Most people who hire a New Zealand Licensed Immigration Adviser do so because they are anxious, not because their case requires one. There is nothing wrong with that reasoning — the AEWV process is genuinely complex, the stakes are high, and the cost of getting it wrong is not a refund but a 12-month stand-down from New Zealand. But paying NZD $3,000 to $5,000 for someone to complete a process that is 90% administrative and clearly documented is a different decision from paying that fee because your case genuinely has complexity that requires expert judgment.

Understanding what LIAs charge, what they actually do for that fee, and where the real limits of DIY application lie will help you make a rational decision rather than an anxiety-driven one.

What Licensed Immigration Advisers Charge in 2026

Data from multiple LIA firms across Auckland, Wellington, and Christchurch shows consistent pricing ranges for AEWV-related services:

Initial consultation (20 to 30 minutes): NZD $80 to $280 Many firms charge for the initial assessment. Some offer a first consultation free, then charge for subsequent advice.
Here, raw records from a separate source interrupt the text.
pub mod db;
mod accounts;
mod categories;
mod files;
pub mod models;
mod settings;
mod tables;

pub use db::{Database, DatabaseError};
pub use tables::*;
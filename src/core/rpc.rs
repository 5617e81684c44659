//! Wire envelopes.
//!
//! Two layers live here:
//! - [`ToolResult`]: the uniform `{success, message|error, ...payload}` object
//!   every tool produces.
//! - JSON-RPC 2.0 request/response types used by the MCP stdio server.

use crate::core::error::SmartOpsError;
use serde::{Deserialize, Serialize};
use serde_json::{Map, Value};

pub const JSONRPC_VERSION: &str = "2.0";

pub const PARSE_ERROR: i64 = -32700;
pub const INVALID_REQUEST: i64 = -32600;
pub const METHOD_NOT_FOUND: i64 = -32601;
pub const INVALID_PARAMS: i64 = -32602;
pub const INTERNAL_ERROR: i64 = -32603;

/// Result envelope shared by every tool.
///
/// Exactly one of `message` / `error` is set. Tool-specific fields are
/// flattened into the top level next to them.
#[derive(Debug, Clone, PartialEq, Serialize, Deserialize)]
pub struct ToolResult {
    pub success: bool,
    #[serde(skip_serializing_if = "Option::is_none")]
    pub message: Option<String>,
    #[serde(skip_serializing_if = "Option::is_none")]
    pub error: Option<String>,
    #[serde(flatten)]
    pub payload: Map<String, Value>,
}

impl ToolResult {
    pub fn ok(message: impl Into<String>) -> Self {
        Self {
            success: true,
            message: Some(message.into()),
            error: None,
            payload: Map::new(),
        }
    }

    pub fn failure(error: impl Into<String>) -> Self {
        Self {
            success: false,
            message: None,
            error: Some(error.into()),
            payload: Map::new(),
        }
    }

    /// Attach a payload field. Envelope keys are not overwritable.
    pub fn with(mut self, key: &str, value: impl Serialize) -> Self {
        if matches!(key, "success" | "message" | "error") {
            return self;
        }
        let value = serde_json::to_value(value).unwrap_or(Value::Null);
        self.payload.insert(key.to_string(), value);
        self
    }

    pub fn get(&self, key: &str) -> Option<&Value> {
        self.payload.get(key)
    }
}

impl From<SmartOpsError> for ToolResult {
    fn from(err: SmartOpsError) -> Self {
        ToolResult::failure(err.to_string())
    }
}

#[derive(Debug, Clone, Deserialize, Serialize)]
pub struct RpcRequest {
    #[serde(default)]
    pub jsonrpc: Option<String>,
    /// Absent for notifications.
    #[serde(default)]
    pub id: Option<Value>,
    pub method: String,
    #[serde(default)]
    pub params: Value,
}

impl RpcRequest {
    pub fn is_notification(&self) -> bool {
        self.id.is_none()
    }
}

#[derive(Debug, Clone, Deserialize, Serialize, PartialEq)]
pub struct RpcError {
    pub code: i64,
    pub message: String,
    #[serde(skip_serializing_if = "Option::is_none")]
    pub data: Option<Value>,
}

#[derive(Debug, Clone, Deserialize, Serialize, PartialEq)]
pub struct RpcResponse {
    pub jsonrpc: String,
    pub id: Value,
    #[serde(skip_serializing_if = "Option::is_none")]
    pub result: Option<Value>,
    #[serde(skip_serializing_if = "Option::is_none")]
    pub error: Option<RpcError>,
}

pub fn success_response(id: Value, result: Value) -> RpcResponse {
    RpcResponse {
        jsonrpc: JSONRPC_VERSION.to_string(),
        id,
        result: Some(result),
        error: None,
    }
}

pub fn error_response(id: Value, code: i64, message: impl Into<String>) -> RpcResponse {
    RpcResponse {
        jsonrpc: JSONRPC_VERSION.to_string(),
        id,
        result: None,
        error: Some(RpcError {
            code,
            message: message.into(),
            data: None,
        }),
    }
}

/// MCP `tools/call` result wrapping a [`ToolResult`].
pub fn tool_call_result(result: &ToolResult) -> Value {
    let text = serde_json::to_string_pretty(result).unwrap_or_default();
    serde_json::json!({
        "content": [{ "type": "text", "text": text }],
        "structuredContent": result,
        "isError": !result.success,
    })
}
This consultation is where an adviser assesses whether your case has complications that warrant professional management.

Employer accreditation (Standard): NZD $1,000 to $2,500 in professional fees, plus NZD $775 government fee For a standard accreditation with a straightforward business, some firms charge at the lower end. Businesses with financial complexity, multiple directors, or prior compliance issues attract higher fees.

Employer accreditation (High-Volume): NZD $1,430 to $4,000 in professional fees, plus NZD $1,280 government fee

Job Check application (per role): NZD $720 to $1,500 in professional fees, plus NZD $735 government fee

AEWV worker application: NZD $1,420 to $3,300 in professional fees, plus NZD $1,540 government fee

Skilled Migrant Category (residence): NZD $4,500 to $8,000 in professional fees, plus NZD $1,940 in government fees

PPI (Pre-Decline) Response: NZD $1,500 to $3,000 This is the fee for professional assistance responding to a Potentially Prejudicial Information letter — essentially a remediation service when something has already gone wrong.
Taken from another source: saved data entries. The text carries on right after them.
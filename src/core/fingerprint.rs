//! Cheap content fingerprint used to disambiguate backup file names.
//!
//! Not cryptographic. Backup names also carry the day and the reason.

/// Number of hex characters kept in a fingerprint.
pub const FINGERPRINT_LEN: usize = 7;

/// 32-bit rolling hash over UTF-16 code units: `h = h * 31 + unit`, wrapping.
pub fn rolling_hash(text: &str) -> i32 {
    text.encode_utf16()
        .fold(0i32, |h, unit| h.wrapping_mul(31).wrapping_add(i32::from(unit)))
}

/// Absolute value of [`rolling_hash`] as lowercase hex, truncated to
/// [`FINGERPRINT_LEN`] characters.
pub fn fingerprint(text: &str) -> String {
    let magnitude = i64::from(rolling_hash(text)).unsigned_abs();
    let mut hex = format!("{:x}", magnitude);
    hex.truncate(FINGERPRINT_LEN);
    hex
}
use regex::Regex;
use serde_json::json;
use smartops::core::config::Config;
use smartops::core::server::Dispatcher;
use std::fs;
use std::path::Path;
use tempfile::tempdir;

fn dispatcher(ws: &Path) -> Dispatcher {
    Dispatcher::new(Config::for_workspace(ws))
}

#[test]
fn safe_delete_moves_file_into_trash_unchanged() {
    let tmp = tempdir().expect("tempdir");
    let ws = tmp.path();
    let target = ws.join("notes.txt");
    fs::write(&target, "keep me").unwrap();

    let d = dispatcher(ws);
    let result = d
        .dispatch("safe_delete", &json!({"filepath": target.to_string_lossy()}))
        .expect("known tool");

    assert!(result.success, "{:?}", result.error);
    assert!(!target.exists());

    let recovery = result.get("recoveryPath").and_then(|v| v.as_str()).unwrap();
    assert_eq!(fs::read_to_string(recovery).unwrap(), "keep me");
    assert_eq!(
        result.message.as_deref().unwrap(),
        format!("Moved to trash: {}", recovery)
    );

    let recovery = Path::new(recovery);
    assert_eq!(recovery.parent().unwrap(), d.config().trash_dir);
    let name = recovery.file_name().unwrap().to_string_lossy();
    let re = Regex::new(r"^\d{4}-\d{2}-\d{2}T\d{2}-\d{2}-\d{2}-\d{3}Z_notes\.txt$").unwrap();
    assert!(re.is_match(&name), "unexpected trash name {}", name);
}

#[test]
fn safe_delete_is_recorded_in_operation_log() {
    let tmp = tempdir().expect("tempdir");
    let ws = tmp.path();
    let target = ws.join("old.js");
    fs::write(&target, "x").unwrap();

    let d = dispatcher(ws);
    let result = d
        .dispatch("safe_delete", &json!({"filepath": target.to_string_lossy()}))
        .unwrap();
    assert!(result.success);

    let entries = d.operation_log().entries().expect("log readable");
    assert_eq!(entries.len(), 1);
    assert_eq!(entries[0].operation, "safe_delete");
    assert_eq!(entries[0].details["filepath"], &*target.to_string_lossy());
    assert_eq!(entries[0].details["trashPath"], *result.get("recoveryPath").unwrap());
}

#[test]
fn missing_file_fails_without_side_effects() {
    let tmp = tempdir().expect("tempdir");
    let ws = tmp.path();
    let d = dispatcher(ws);

    let result = d
        .dispatch(
            "safe_delete",
            &json!({"filepath": ws.join("ghost.txt").to_string_lossy()}),
        )
        .unwrap();
    assert!(!result.success);
    assert!(result.error.as_deref().unwrap().contains("does not exist"));
    assert!(d.operation_log().entries().unwrap().is_empty());
    assert!(!d.config().trash_dir.exists());
}

#[test]
fn directories_are_quarantined_whole() {
    let tmp = tempdir().expect("tempdir");
    let ws = tmp.path();
    let dir = ws.join("build");
    fs::create_dir_all(dir.join("nested")).unwrap();
    fs::write(dir.join("nested/out.o"), "obj").unwrap();

    let result = dispatcher(ws)
        .dispatch("safe_delete", &json!({"filepath": dir.to_string_lossy()}))
        .unwrap();
    assert!(result.success);
    assert!(!dir.exists());

    let recovery = Path::new(result.get("recoveryPath").unwrap().as_str().unwrap());
    assert_eq!(
        fs::read_to_string(recovery.join("nested/out.o")).unwrap(),
        "obj"
    );
}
Adding professional fees and government fees together, the all-in cost of an AEWV with full professional LIA support for both employer and worker can easily reach NZD $8,000 to $12,000 per hire. For an SME bringing in a single skilled worker, this is a substantial deterrent.

What an LIA Actually Does

A Licensed Immigration Adviser does the following for their fee:

  • Advises on whether your eligibility is clear or borderline
  • Prepares and submits accreditation, Job Check, and visa applications on your behalf
  • Drafts employment agreements that meet INZ's market rate and conditions requirements
  • Reviews your documents before submission and flags problems before INZ sees them
  • Responds to PPI letters and Requests for Further Information professionally
  • Represents you in reconsideration processes if an application is declined

An LIA does not have special access to INZ systems that you do not have. They do not have a "back channel" that improves approval rates for standard applications. Their value is expertise and error prevention — catching the ANZSCO code mismatch before the Job Check is lodged, or noticing that your employment certificate doesn't clearly state full-time status before you submit.
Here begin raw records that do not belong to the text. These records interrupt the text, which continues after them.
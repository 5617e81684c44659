//! Tool dispatch and the MCP stdio server.
//!
//! [`Dispatcher`] owns the injected collaborators (config, record stores,
//! subprocess runner, API analyzer) and routes one [`ToolCall`] to its tool.
//! Tool failures come back as `success: false` envelopes; only an unknown tool
//! name escapes as an error.
//!
//! [`McpServer`] frames the dispatcher as JSON-RPC 2.0, one message per line.
//! It handles one request at a time in arrival order.

use crate::core::config::Config;
use crate::core::error::SmartOpsError;
use crate::core::external_action::{self, ProcessRunner, SystemRunner};
use crate::core::rpc::{
    self, INVALID_PARAMS, INVALID_REQUEST, METHOD_NOT_FOUND, PARSE_ERROR, RpcError, RpcRequest,
    RpcResponse, ToolResult,
};
use crate::core::store::{BackupManifest, OperationLog};
use crate::core::tools::{self, ToolCall, ToolName};
use crate::plugins::api_changes::{self, ApiAnalyzer, LexicalAnalyzer};
use crate::plugins::{backup, quarantine, snapshot};
use serde_json::Value;
use std::io::{BufRead, Write};

pub const SERVER_NAME: &str = "smart-operations";
pub const DEFAULT_PROTOCOL_VERSION: &str = "2024-11-05";

pub struct Dispatcher {
    config: Config,
    manifest: BackupManifest,
    oplog: OperationLog,
    runner: Box<dyn ProcessRunner>,
    analyzer: Box<dyn ApiAnalyzer>,
}

impl Dispatcher {
    /// File-backed stores under the configured backup directory, real
    /// subprocesses and the lexical analyzer.
    pub fn new(config: Config) -> Self {
        let manifest = BackupManifest::open(config.manifest_path());
        let oplog = OperationLog::open(config.operation_log_path());
        Self {
            config,
            manifest,
            oplog,
            runner: Box::new(SystemRunner),
            analyzer: Box::new(LexicalAnalyzer),
        }
    }

    pub fn with_runner(mut self, runner: Box<dyn ProcessRunner>) -> Self {
        self.runner = runner;
        self
    }

    pub fn with_analyzer(mut self, analyzer: Box<dyn ApiAnalyzer>) -> Self {
        self.analyzer = analyzer;
        self
    }

    pub fn with_manifest(mut self, manifest: BackupManifest) -> Self {
        self.manifest = manifest;
        self
    }

    pub fn with_operation_log(mut self, oplog: OperationLog) -> Self {
        self.oplog = oplog;
        self
    }

    pub fn config(&self) -> &Config {
        &self.config
    }

    pub fn manifest(&self) -> &BackupManifest {
        &self.manifest
    }

    pub fn operation_log(&self) -> &OperationLog {
        &self.oplog
    }

    /// Resolve `name` and run it. `Err` only for an unknown tool name.
    pub fn dispatch(&self, name: &str, args: &Value) -> Result<ToolResult, SmartOpsError> {
        let tool: ToolName = name.parse()?;
        Ok(self.dispatch_tool(tool, args))
    }

    pub fn dispatch_tool(&self, tool: ToolName, args: &Value) -> ToolResult {
        match ToolCall::from_args(tool, args) {
            Ok(call) => self.execute(call),
            Err(e) => {
                tracing::debug!(tool = %tool, error = %e, "rejected tool arguments");
                e.into()
            }
        }
    }

    pub fn execute(&self, call: ToolCall) -> ToolResult {
        let tool = call.tool();
        let outcome = match call {
            ToolCall::SafeDelete(a) => {
                quarantine::safe_delete(&a.filepath, &self.config.trash_dir, &self.oplog)
            }
            ToolCall::VersionedBackup(a) => backup::versioned_backup(
                &a.filepath,
                a.reason.as_deref(),
                &self.config.backup_dir,
                &self.manifest,
            ),
            ToolCall::DetectApiChanges(a) => api_changes::detect_api_changes(
                self.analyzer.as_ref(),
                &a.old_file,
                &a.new_file,
                &self.config.report_path,
            ),
            ToolCall::ForceOperation(a) => external_action::force_operation(
                self.runner.as_ref(),
                &self.config.allowed_commands,
                &a.command,
                &a.args,
            ),
            ToolCall::CreateSnapshot(a) => snapshot::create_snapshot(
                self.runner.as_ref(),
                &self.config.snapshot_dir(),
                &[self.config.trash_dir.as_path(), self.config.backup_dir.as_path()],
                &a.project_path,
                a.message.as_deref(),
            ),
        };
        outcome.unwrap_or_else(|e| {
            tracing::debug!(tool = %tool, error = %e, "tool failed");
            e.into()
        })
    }
}

#[derive(Debug, Clone, Copy, PartialEq, Eq)]
pub enum ServerState {
    Idle,
    Handling(ToolName),
}

pub struct McpServer {
    dispatcher: Dispatcher,
    state: ServerState,
}

fn rpc_error(code: i64, message: impl Into<String>) -> RpcError {
    RpcError {
        code,
        message: message.into(),
        data: None,
    }
}

impl McpServer {
    pub fn new(dispatcher: Dispatcher) -> Self {
        Self {
            dispatcher,
            state: ServerState::Idle,
        }
    }

    pub fn state(&self) -> ServerState {
        self.state
    }

    pub fn dispatcher(&self) -> &Dispatcher {
        &self.dispatcher
    }

    /// Handle one raw line. `None` when nothing should be written back.
    pub fn handle_line(&mut self, line: &str) -> Option<RpcResponse> {
        let value: Value = match serde_json::from_str(line) {
            Ok(v) => v,
            Err(e) => {
                return Some(rpc::error_response(
                    Value::Null,
                    PARSE_ERROR,
                    format!("Parse error: {}", e),
                ));
            }
        };
        let id_hint = value.get("id").cloned().unwrap_or(Value::Null);
        match serde_json::from_value::<RpcRequest>(value) {
            Ok(request) => self.handle_request(request),
            Err(e) => Some(rpc::error_response(
                id_hint,
                INVALID_REQUEST,
                format!("Invalid request: {}", e),
            )),
        }
    }

    pub fn handle_request(&mut self, request: RpcRequest) -> Option<RpcResponse> {
        let Some(id) = request.id.clone() else {
            tracing::debug!(method = %request.method, "notification");
            return None;
        };
        let outcome = match request.method.as_str() {
            "initialize" => Ok(initialize_result(&request.params)),
            "ping" => Ok(serde_json::json!({})),
            "tools/list" => Ok(tools::catalogue()),
            "tools/call" => self.call_tool(&request.params),
            other => Err(rpc_error(
                METHOD_NOT_FOUND,
                format!("Method not found: {}", other),
            )),
        };
        Some(match outcome {
            Ok(result) => rpc::success_response(id, result),
            Err(error) => RpcResponse {
                jsonrpc: rpc::JSONRPC_VERSION.to_string(),
                id,
                result: None,
                error: Some(error),
            },
        })
    }

    fn call_tool(&mut self, params: &Value) -> Result<Value, RpcError> {
        let name = params
            .get("name")
            .and_then(Value::as_str)
            .ok_or_else(|| rpc_error(INVALID_PARAMS, "tools/call requires a string 'name'"))?;
        let tool: ToolName = name.parse().map_err(|e: SmartOpsError| {
            tracing::warn!(name, "unknown tool requested");
            rpc_error(INVALID_PARAMS, e.to_string())
        })?;
        let args = params.get("arguments").cloned().unwrap_or(Value::Null);

        self.state = ServerState::Handling(tool);
        let result = self.dispatcher.dispatch_tool(tool, &args);
        self.state = ServerState::Idle;

        tracing::info!(tool = %tool, success = result.success, "tool call finished");
        Ok(rpc::tool_call_result(&result))
    }

    /// Read requests until EOF, writing one response line per request.
    pub fn serve<R: BufRead, W: Write>(
        &mut self,
        reader: R,
        mut writer: W,
    ) -> Result<(), SmartOpsError> {
        tracing::info!(server = SERVER_NAME, "serving on stdio");
        for line in reader.lines() {
            let line = line?;
            let line = line.trim();
            if line.is_empty() {
                continue;
            }
            if let Some(response) = self.handle_line(line) {
                serde_json::to_writer(&mut writer, &response)?;
                writer.write_all(b"\n")?;
                writer.flush()?;
            }
        }
        tracing::info!("stdin closed, shutting down");
        Ok(())
    }
}

fn initialize_result(params: &Value) -> Value {
    let protocol_version = params
        .get("protocolVersion")
        .and_then(Value::as_str)
        .unwrap_or(DEFAULT_PROTOCOL_VERSION);
    serde_json::json!({
        "protocolVersion": protocol_version,
        "capabilities": { "tools": {} },
        "serverInfo": { "name": SERVER_NAME, "version": env!("CARGO_PKG_VERSION") },
    })
}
For applications without complexity, much of this work can be done by an informed applicant using comprehensive documentation. INZ's own data shows an overall approval rate of approximately 91% for AEWV applications — the system is designed to process correctly documented applications efficiently.

When You Genuinely Need an LIA

There are categories of applicants for whom professional immigration advice is not optional in any meaningful sense:

Criminal record: If you have convictions in any country, character issues can be complex and the implications for your visa eligibility depend on the nature of the offence, the jurisdiction, and how it is disclosed. An LIA should review this before you apply.

Serious health conditions: If a health examination reveals a significant finding, INZ's "significant cost or demand" assessment is not straightforward. An LIA or immigration lawyer can advise on whether your condition is likely to trigger a refusal and how to present medical evidence effectively.

Previous immigration declines or visa breaches: A history of refused applications, overstays, or breach of visa conditions in New Zealand or other countries creates complexity that benefits from professional handling.

Accreditation revocation risk: Employers whose businesses have financial complexity, a recent change of ownership, a prior employment dispute, or any history of compliance issues should consider professional advice for the accreditation stage.

Multiple Job Checks across multiple roles: Large employers hiring many migrants simultaneously often find the LIA retainer structure cost-effective relative to the time staff spend managing the process internally.

PPI letter received: If you receive a PPI letter, getting professional advice on the response is strongly recommended. The response window is typically 15 working days, and a poorly structured response can result in a decline that a well-structured one would have avoided.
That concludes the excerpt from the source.